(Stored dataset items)
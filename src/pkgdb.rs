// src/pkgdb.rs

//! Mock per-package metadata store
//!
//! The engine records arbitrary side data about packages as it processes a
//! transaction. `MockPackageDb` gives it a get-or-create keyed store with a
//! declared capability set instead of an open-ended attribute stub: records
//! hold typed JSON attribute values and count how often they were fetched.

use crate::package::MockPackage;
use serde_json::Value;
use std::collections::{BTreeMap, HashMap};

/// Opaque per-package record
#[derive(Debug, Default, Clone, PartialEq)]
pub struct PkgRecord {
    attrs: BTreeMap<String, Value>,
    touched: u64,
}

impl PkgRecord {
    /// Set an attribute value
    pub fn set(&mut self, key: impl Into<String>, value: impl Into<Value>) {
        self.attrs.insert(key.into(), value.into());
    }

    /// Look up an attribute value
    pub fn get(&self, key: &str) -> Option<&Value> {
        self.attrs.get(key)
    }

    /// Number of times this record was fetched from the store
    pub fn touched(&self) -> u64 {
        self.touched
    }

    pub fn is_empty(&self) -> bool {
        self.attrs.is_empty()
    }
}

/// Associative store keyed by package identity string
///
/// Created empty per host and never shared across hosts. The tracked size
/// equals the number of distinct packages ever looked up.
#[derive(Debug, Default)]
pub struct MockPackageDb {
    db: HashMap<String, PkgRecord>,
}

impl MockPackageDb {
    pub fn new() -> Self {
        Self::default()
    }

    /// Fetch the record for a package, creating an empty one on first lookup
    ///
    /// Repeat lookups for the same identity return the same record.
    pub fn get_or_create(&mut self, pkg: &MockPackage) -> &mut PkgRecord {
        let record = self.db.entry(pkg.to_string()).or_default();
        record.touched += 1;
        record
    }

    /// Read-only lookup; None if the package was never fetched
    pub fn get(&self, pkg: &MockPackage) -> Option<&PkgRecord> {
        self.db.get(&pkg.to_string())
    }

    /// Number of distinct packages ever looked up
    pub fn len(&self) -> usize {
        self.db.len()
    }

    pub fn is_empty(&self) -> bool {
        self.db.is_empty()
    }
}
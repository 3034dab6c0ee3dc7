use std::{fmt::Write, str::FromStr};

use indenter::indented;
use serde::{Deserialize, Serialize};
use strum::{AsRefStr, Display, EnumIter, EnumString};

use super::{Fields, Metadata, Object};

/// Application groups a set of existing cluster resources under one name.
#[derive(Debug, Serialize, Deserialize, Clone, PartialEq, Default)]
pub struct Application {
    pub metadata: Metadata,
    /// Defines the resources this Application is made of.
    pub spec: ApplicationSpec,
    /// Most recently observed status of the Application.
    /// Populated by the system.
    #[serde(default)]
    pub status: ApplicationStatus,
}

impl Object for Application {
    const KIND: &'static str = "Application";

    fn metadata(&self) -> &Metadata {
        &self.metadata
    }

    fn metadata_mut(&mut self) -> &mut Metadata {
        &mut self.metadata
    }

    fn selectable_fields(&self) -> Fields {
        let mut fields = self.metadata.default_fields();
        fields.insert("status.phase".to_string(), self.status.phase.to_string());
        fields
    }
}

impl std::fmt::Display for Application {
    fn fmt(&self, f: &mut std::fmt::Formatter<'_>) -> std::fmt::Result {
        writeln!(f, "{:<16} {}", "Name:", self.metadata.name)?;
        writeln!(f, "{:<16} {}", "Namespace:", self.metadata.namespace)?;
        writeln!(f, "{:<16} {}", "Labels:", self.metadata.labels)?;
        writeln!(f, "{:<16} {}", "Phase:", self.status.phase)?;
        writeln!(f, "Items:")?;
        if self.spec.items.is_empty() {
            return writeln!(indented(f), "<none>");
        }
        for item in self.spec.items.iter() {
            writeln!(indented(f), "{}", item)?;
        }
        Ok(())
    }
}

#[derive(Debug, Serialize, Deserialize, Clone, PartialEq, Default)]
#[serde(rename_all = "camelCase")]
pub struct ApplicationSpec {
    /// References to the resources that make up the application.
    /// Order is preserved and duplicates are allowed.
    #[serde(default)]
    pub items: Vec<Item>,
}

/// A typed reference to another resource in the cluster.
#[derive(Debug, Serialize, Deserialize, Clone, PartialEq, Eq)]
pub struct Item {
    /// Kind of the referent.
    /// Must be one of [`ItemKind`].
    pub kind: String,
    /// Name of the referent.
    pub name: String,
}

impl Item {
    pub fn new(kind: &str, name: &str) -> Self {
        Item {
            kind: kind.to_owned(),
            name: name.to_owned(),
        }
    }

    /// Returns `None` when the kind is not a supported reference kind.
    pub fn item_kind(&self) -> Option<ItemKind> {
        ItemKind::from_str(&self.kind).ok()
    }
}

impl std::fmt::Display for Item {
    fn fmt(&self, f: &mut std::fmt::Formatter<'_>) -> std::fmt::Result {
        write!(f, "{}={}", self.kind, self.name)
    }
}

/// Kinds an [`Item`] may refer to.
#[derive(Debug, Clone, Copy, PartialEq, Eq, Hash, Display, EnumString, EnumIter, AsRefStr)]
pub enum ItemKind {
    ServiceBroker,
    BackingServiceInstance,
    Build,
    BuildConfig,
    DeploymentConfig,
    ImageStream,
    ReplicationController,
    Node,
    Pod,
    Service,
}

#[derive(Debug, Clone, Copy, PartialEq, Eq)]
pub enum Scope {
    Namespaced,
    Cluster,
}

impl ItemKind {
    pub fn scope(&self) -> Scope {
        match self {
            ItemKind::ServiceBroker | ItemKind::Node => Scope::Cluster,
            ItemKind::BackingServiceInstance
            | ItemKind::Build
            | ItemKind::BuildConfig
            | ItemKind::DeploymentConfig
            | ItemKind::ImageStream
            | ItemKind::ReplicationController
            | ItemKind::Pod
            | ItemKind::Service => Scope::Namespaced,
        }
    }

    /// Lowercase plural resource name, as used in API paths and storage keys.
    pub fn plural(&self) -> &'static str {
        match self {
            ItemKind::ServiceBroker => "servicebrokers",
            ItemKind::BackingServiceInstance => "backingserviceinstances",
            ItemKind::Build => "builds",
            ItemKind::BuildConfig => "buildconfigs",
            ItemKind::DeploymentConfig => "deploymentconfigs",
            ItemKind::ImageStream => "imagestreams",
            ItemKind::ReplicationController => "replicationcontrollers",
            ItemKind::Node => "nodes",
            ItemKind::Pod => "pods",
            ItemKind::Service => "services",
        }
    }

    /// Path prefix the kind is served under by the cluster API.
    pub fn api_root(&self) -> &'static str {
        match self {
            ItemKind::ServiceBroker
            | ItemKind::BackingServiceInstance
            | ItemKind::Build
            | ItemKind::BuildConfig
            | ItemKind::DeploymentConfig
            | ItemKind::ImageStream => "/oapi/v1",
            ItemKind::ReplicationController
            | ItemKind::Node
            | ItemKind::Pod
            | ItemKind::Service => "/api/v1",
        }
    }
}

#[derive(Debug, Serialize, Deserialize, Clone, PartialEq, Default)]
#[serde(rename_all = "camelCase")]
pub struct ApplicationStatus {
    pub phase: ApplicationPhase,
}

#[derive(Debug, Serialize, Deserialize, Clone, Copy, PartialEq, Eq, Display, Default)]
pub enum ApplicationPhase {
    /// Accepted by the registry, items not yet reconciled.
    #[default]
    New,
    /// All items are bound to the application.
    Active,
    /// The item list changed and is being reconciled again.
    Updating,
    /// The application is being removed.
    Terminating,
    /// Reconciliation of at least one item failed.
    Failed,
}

Task details: Check each line of the entries above for the word "PartialEq". List the ones that have it.

Result for this task:
#[derive(Debug, Default, Clone, PartialEq)]
#[derive(Debug, Serialize, Deserialize, Clone, PartialEq, Default)]
#[derive(Debug, Serialize, Deserialize, Clone, PartialEq, Default)]
#[derive(Debug, Serialize, Deserialize, Clone, PartialEq, Eq)]
#[derive(Debug, Clone, Copy, PartialEq, Eq, Hash, Display, EnumString, EnumIter, AsRefStr)]
#[derive(Debug, Clone, Copy, PartialEq, Eq)]
#[derive(Debug, Serialize, Deserialize, Clone, PartialEq, Default)]
#[derive(Debug, Serialize, Deserialize, Clone, Copy, PartialEq, Eq, Display, Default)]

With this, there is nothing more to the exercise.